March 28, 2013:
Some pain, very crusty and swollen and serious pink eye. But I'm having so much fun with the new view I don't really care. The depth comes and goes, but when it's there it's quite amazing. A simple piece of bread now has a remarkable landscape. My arm reaching out from my shoulder seems to go on and on, like a suspension bridge cable. I was giddy making Lyra's lunch because the folds of ham are so beautiful.
Looking out the window, I have much more of an impression of the depth of space beyond - the window is separate from the next house in a way it wasn't before. It's not a revolutionary change, but evolutionary - I could sense depth before through the various "secondary cues" (perspective, occlusion, etc.), but I just have much more information now.
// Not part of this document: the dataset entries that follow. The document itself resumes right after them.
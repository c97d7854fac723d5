//! Shipping fee estimation from the tariff table

use chrono::NaiveDate;
use courier_types::{Error, RegionType, Result};
use serde::{Deserialize, Serialize};
use tracing::debug;

use crate::model::ShippingRate;
use crate::repository::{RateRepository, ServiceTypeRepository};
use crate::service::region_classifier::RegionClassifier;

/// How a fee was assembled from a rate row
#[derive(Debug, Clone, PartialEq, Serialize, Deserialize)]
pub struct FeeBreakdown {
    pub service_type_id: u32,
    pub region_type: RegionType,
    pub weight_kg: f64,
    /// Base price, or the matching tier price for tiered rates
    pub base_price: f64,
    /// Weight-dependent part on top of the base price
    pub weight_charge: f64,
    pub surcharge: f64,
    /// Final fee in whole currency units
    pub total: u64,
}

/// Compute the fee for a weight under one rate row
///
/// Linear rates charge `base_price + max(0, weight - included) * price_per_kg`.
/// Tiered rates charge the first tier covering the weight, extrapolating with
/// `price_per_kg` past the last tier. The surcharge is added, then the total is
/// floored to the currency unit and clamped at zero.
pub fn compute_fee(rate: &ShippingRate, weight_kg: f64) -> FeeBreakdown {
    let (base_price, weight_charge) = if rate.tiers.is_empty() {
        let chargeable = (weight_kg - rate.included_weight_kg).max(0.0);
        (rate.base_price, chargeable * rate.price_per_kg)
    } else {
        let tiers = rate.sorted_tiers();
        match tiers.iter().find(|t| weight_kg <= t.max_weight_kg) {
            Some(tier) => (tier.price, 0.0),
            None => {
                // tiers is non-empty here
                let last = &tiers[tiers.len() - 1];
                (last.price, (weight_kg - last.max_weight_kg) * rate.price_per_kg)
            }
        }
    };

    let raw = base_price + weight_charge + rate.surcharge;
    let total = raw.floor().max(0.0) as u64;

    FeeBreakdown {
        service_type_id: rate.service_type_id,
        region_type: rate.region_type,
        weight_kg,
        base_price,
        weight_charge,
        surcharge: rate.surcharge,
        total,
    }
}

/// Estimates shipping fees against a snapshot of the tariff tables
pub struct ShippingCostEstimator<'a> {
    service_types: &'a dyn ServiceTypeRepository,
    rates: &'a dyn RateRepository,
    classifier: &'a dyn RegionClassifier,
    pricing_date: NaiveDate,
}

impl<'a> ShippingCostEstimator<'a> {
    pub fn new(
        service_types: &'a dyn ServiceTypeRepository,
        rates: &'a dyn RateRepository,
        classifier: &'a dyn RegionClassifier,
        pricing_date: NaiveDate,
    ) -> Self {
        Self {
            service_types,
            rates,
            classifier,
            pricing_date,
        }
    }

    /// Fee in whole currency units for a parcel
    pub fn estimate_shipping_fee(
        &self,
        weight_kg: f64,
        service_type_id: u32,
        sender_code: &str,
        recipient_code: &str,
    ) -> Result<u64> {
        self.quote_shipping_fee(weight_kg, service_type_id, sender_code, recipient_code)
            .map(|b| b.total)
    }

    /// Fee with the components it was built from
    pub fn quote_shipping_fee(
        &self,
        weight_kg: f64,
        service_type_id: u32,
        sender_code: &str,
        recipient_code: &str,
    ) -> Result<FeeBreakdown> {
        validate_weight(weight_kg)?;
        self.validate_service_type(service_type_id)?;

        let region_type = self.classifier.classify(sender_code, recipient_code)?;
        let rate = self.resolve_rate(service_type_id, region_type)?;
        let breakdown = compute_fee(&rate, weight_kg);

        debug!(
            service_type_id,
            region_type = %region_type,
            weight_kg,
            fee = breakdown.total,
            "estimated shipping fee"
        );
        Ok(breakdown)
    }

    /// The single rate row effective on the pricing date
    pub fn resolve_rate(&self, service_type_id: u32, region_type: RegionType) -> Result<ShippingRate> {
        let mut matching: Vec<ShippingRate> = self
            .rates
            .find_rates(service_type_id, region_type)?
            .into_iter()
            .filter(|r| r.matches(service_type_id, region_type) && r.is_effective_on(self.pricing_date))
            .collect();

        match matching.len() {
            0 => Err(Error::RateNotFound {
                service_type_id,
                region_type,
            }),
            1 => Ok(matching.remove(0)),
            count => Err(Error::AmbiguousRate {
                service_type_id,
                region_type,
                count,
            }),
        }
    }

    fn validate_service_type(&self, service_type_id: u32) -> Result<()> {
        match self.service_types.find_by_id(service_type_id)? {
            Some(service) if service.active => Ok(()),
            Some(service) => Err(Error::InvalidInput(format!(
                "Service type {} ({}) is not active",
                service.id, service.name
            ))),
            None => Err(Error::InvalidInput(format!(
                "Unknown service type: {}",
                service_type_id
            ))),
        }
    }
}

fn validate_weight(weight_kg: f64) -> Result<()> {
    if !weight_kg.is_finite() || weight_kg <= 0.0 {
        return Err(Error::InvalidInput(format!(
            "Weight must be a positive number of kg, got {}",
            weight_kg
        )));
    }
    Ok(())
}

#[cfg(test)]
mod tests {
    use super::*;
    use crate::model::{Area, AreaTable, ServiceType, WeightTier};

    struct MemoryTariffs {
        service_types: Vec<ServiceType>,
        rates: Vec<ShippingRate>,
    }

    impl RateRepository for MemoryTariffs {
        fn find_rates(&self, service_type_id: u32, region_type: RegionType) -> Result<Vec<ShippingRate>> {
            Ok(self
                .rates
                .iter()
                .filter(|r| r.matches(service_type_id, region_type))
                .cloned()
                .collect())
        }

        fn find_all(&self) -> Result<Vec<ShippingRate>> {
            Ok(self.rates.clone())
        }
    }

    impl ServiceTypeRepository for MemoryTariffs {
        fn find_by_id(&self, id: u32) -> Result<Option<ServiceType>> {
            Ok(self.service_types.iter().find(|s| s.id == id).cloned())
        }

        fn find_all(&self) -> Result<Vec<ServiceType>> {
            Ok(self.service_types.clone())
        }
    }

    fn service(id: u32, name: &str, active: bool) -> ServiceType {
        ServiceType {
            id,
            name: name.to_string(),
            delivery_time: None,
            active,
        }
    }

    fn areas() -> AreaTable {
        let area = |code: &str, region: &str| Area {
            code: code.to_string(),
            name: None,
            region: region.to_string(),
        };
        AreaTable::new(vec![area("79", "south"), area("74", "south"), area("01", "north")])
    }

    fn tariffs() -> MemoryTariffs {
        let mut intra = ShippingRate::new(1, RegionType::IntraCity, 15000.0, 2500.0);
        intra.included_weight_kg = 2.0;

        let mut inter = ShippingRate::new(1, RegionType::InterProvince, 25000.0, 4000.0);
        inter.included_weight_kg = 1.0;
        inter.surcharge = 3000.5;

        let mut express_cross = ShippingRate::new(2, RegionType::CrossRegion, 0.0, 8000.0);
        express_cross.tiers = vec![
            WeightTier { max_weight_kg: 3.0, price: 70000.0 },
            WeightTier { max_weight_kg: 1.0, price: 45000.0 },
        ];

        MemoryTariffs {
            service_types: vec![
                service(1, "Standard", true),
                service(2, "Express", true),
                service(3, "Retired economy", false),
            ],
            rates: vec![intra, inter, express_cross],
        }
    }

    fn today() -> NaiveDate {
        NaiveDate::from_ymd_opt(2024, 5, 1).unwrap()
    }

    // ==========================================
    // compute_fee
    // ==========================================

    #[test]
    fn test_linear_within_included_weight() {
        let mut rate = ShippingRate::new(1, RegionType::IntraCity, 15000.0, 2500.0);
        rate.included_weight_kg = 2.0;
        assert_eq!(compute_fee(&rate, 1.5).total, 15000);
        assert_eq!(compute_fee(&rate, 2.0).total, 15000);
    }

    #[test]
    fn test_linear_above_included_weight_floors() {
        let mut rate = ShippingRate::new(1, RegionType::IntraCity, 15000.0, 2500.0);
        rate.included_weight_kg = 2.0;
        // 15000 + 0.5 * 2500 = 16250
        assert_eq!(compute_fee(&rate, 2.5).total, 16250);
        // 15000 + 0.3333 * 2500 = 15833.33 -> 15833
        assert_eq!(compute_fee(&rate, 2.0 + 1.0 / 3.0).total, 15833);
    }

    #[test]
    fn test_surcharge_added_before_floor() {
        let mut rate = ShippingRate::new(1, RegionType::InterProvince, 100.2, 0.0);
        rate.surcharge = 0.9;
        let fee = compute_fee(&rate, 1.0);
        assert_eq!(fee.total, 101);
        assert!((fee.surcharge - 0.9).abs() < f64::EPSILON);
    }

    #[test]
    fn test_negative_components_clamp_to_zero() {
        let mut rate = ShippingRate::new(1, RegionType::IntraCity, 1000.0, 0.0);
        rate.surcharge = -5000.0;
        assert_eq!(compute_fee(&rate, 1.0).total, 0);
    }

    #[test]
    fn test_tiers_pick_first_covering_tier() {
        let rate = &tariffs().rates[2];
        assert_eq!(compute_fee(rate, 0.4).total, 45000);
        assert_eq!(compute_fee(rate, 1.0).total, 45000);
        assert_eq!(compute_fee(rate, 1.01).total, 70000);
        assert_eq!(compute_fee(rate, 3.0).total, 70000);
    }

    #[test]
    fn test_tiers_extrapolate_past_last_tier() {
        let rate = &tariffs().rates[2];
        // 70000 + 1.5 * 8000
        let fee = compute_fee(rate, 4.5);
        assert_eq!(fee.total, 82000);
        assert!((fee.base_price - 70000.0).abs() < f64::EPSILON);
        assert!((fee.weight_charge - 12000.0).abs() < 1e-9);
    }

    // ==========================================
    // Estimator
    // ==========================================

    #[test]
    fn test_estimate_intra_city_is_deterministic() {
        let t = tariffs();
        let a = areas();
        let estimator = ShippingCostEstimator::new(&t, &t, &a, today());
        let first = estimator.estimate_shipping_fee(2.5, 1, "79", "79").unwrap();
        let second = estimator.estimate_shipping_fee(2.5, 1, "79", "79").unwrap();
        assert_eq!(first, 16250);
        assert_eq!(first, second);
    }

    #[test]
    fn test_quote_inter_province_breakdown() {
        let t = tariffs();
        let a = areas();
        let estimator = ShippingCostEstimator::new(&t, &t, &a, today());
        let quote = estimator.quote_shipping_fee(3.0, 1, "79", "74").unwrap();
        assert_eq!(quote.region_type, RegionType::InterProvince);
        // 25000 + 2 * 4000 + 3000.5 = 36000.5
        assert_eq!(quote.total, 36000);
    }

    #[test]
    fn test_estimate_cross_region_tiered() {
        let t = tariffs();
        let a = areas();
        let estimator = ShippingCostEstimator::new(&t, &t, &a, today());
        assert_eq!(estimator.estimate_shipping_fee(0.8, 2, "79", "01").unwrap(), 45000);
    }

    #[test]
    fn test_invalid_weight_rejected() {
        let t = tariffs();
        let a = areas();
        let estimator = ShippingCostEstimator::new(&t, &t, &a, today());
        for weight in [0.0, -1.0, f64::NAN, f64::INFINITY] {
            let result = estimator.estimate_shipping_fee(weight, 1, "79", "79");
            assert!(matches!(result, Err(Error::InvalidInput(_))), "weight {}", weight);
        }
    }

    #[test]
    fn test_unknown_and_inactive_service_rejected() {
        let t = tariffs();
        let a = areas();
        let estimator = ShippingCostEstimator::new(&t, &t, &a, today());
        assert!(matches!(
            estimator.estimate_shipping_fee(1.0, 42, "79", "79"),
            Err(Error::InvalidInput(_))
        ));
        assert!(matches!(
            estimator.estimate_shipping_fee(1.0, 3, "79", "79"),
            Err(Error::InvalidInput(_))
        ));
    }

    #[test]
    fn test_missing_rate_fails_loudly() {
        let t = tariffs();
        let a = areas();
        let estimator = ShippingCostEstimator::new(&t, &t, &a, today());
        // Express has no intra-city row
        let err = estimator.estimate_shipping_fee(1.0, 2, "79", "79").unwrap_err();
        assert!(matches!(
            err,
            Error::RateNotFound {
                service_type_id: 2,
                region_type: RegionType::IntraCity
            }
        ));
    }

    #[test]
    fn test_duplicate_effective_rows_are_ambiguous() {
        let mut t = tariffs();
        t.rates.push(ShippingRate::new(1, RegionType::IntraCity, 99999.0, 0.0));
        let a = areas();
        let estimator = ShippingCostEstimator::new(&t, &t, &a, today());
        let err = estimator.estimate_shipping_fee(1.0, 1, "79", "79").unwrap_err();
        assert!(matches!(err, Error::AmbiguousRate { count: 2, .. }));
    }

    #[test]
    fn test_expired_rows_are_ignored() {
        let mut t = tariffs();
        let mut old = ShippingRate::new(1, RegionType::IntraCity, 99999.0, 0.0);
        old.effective_until = NaiveDate::from_ymd_opt(2023, 12, 31);
        t.rates.push(old);
        let a = areas();
        let estimator = ShippingCostEstimator::new(&t, &t, &a, today());
        assert_eq!(estimator.estimate_shipping_fee(1.0, 1, "79", "79").unwrap(), 15000);
    }

    #[test]
    fn test_unknown_area_is_invalid_input() {
        let t = tariffs();
        let a = areas();
        let estimator = ShippingCostEstimator::new(&t, &t, &a, today());
        assert!(matches!(
            estimator.estimate_shipping_fee(1.0, 1, "79", "99"),
            Err(Error::InvalidInput(_))
        ));
    }
}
But with that comes some very overwhelming feelings - pouring coffee was challenging. My brain is telling my body to move more slowly. I'm sure this will pass. I have to keep reminding myself this is real. Everything just has much more of a sense of volume and position in the world. It is especially prominent with movement, so Lyra tearing around the house is even more awesome to watch than ever.
Then there's the double vision - I still have a bit of it, but there is no more conflict between my eyes the way there used to be. The view is just more peaceful. With some luck, within two weeks I will not have that sensation either, and I can already perceive a single consistent view most of the time, whereas before my two eyes overlapped in a way that created tension and exhaustion in my brain.
It made me tear up this morning when Eliza looked at me and said "yeah, you're definitely looking at me". That feedback was immensely powerful for me. I feel different looking out at the world, knowing my eyes are not askew. That in itself has had a grounding experience on my mind. My mind is quieter.
Most peoples' experience with medicine is because something has broken or gone wrong and there is a struggle to get back to normal. I feel very lucky and privileged to be able to go into a hospital and come out with something actually IMPROVED. Having come to terms of acceptance with my lazy eye years ago, all of this strikes me as such a remarkable gift, and I do feel like a sea change in my life has occurred. Plus this just feels like the beginning.
Ok, sorry for the screed and thank you if you read this far. I am off to go giggle while opening and closing a cabinet.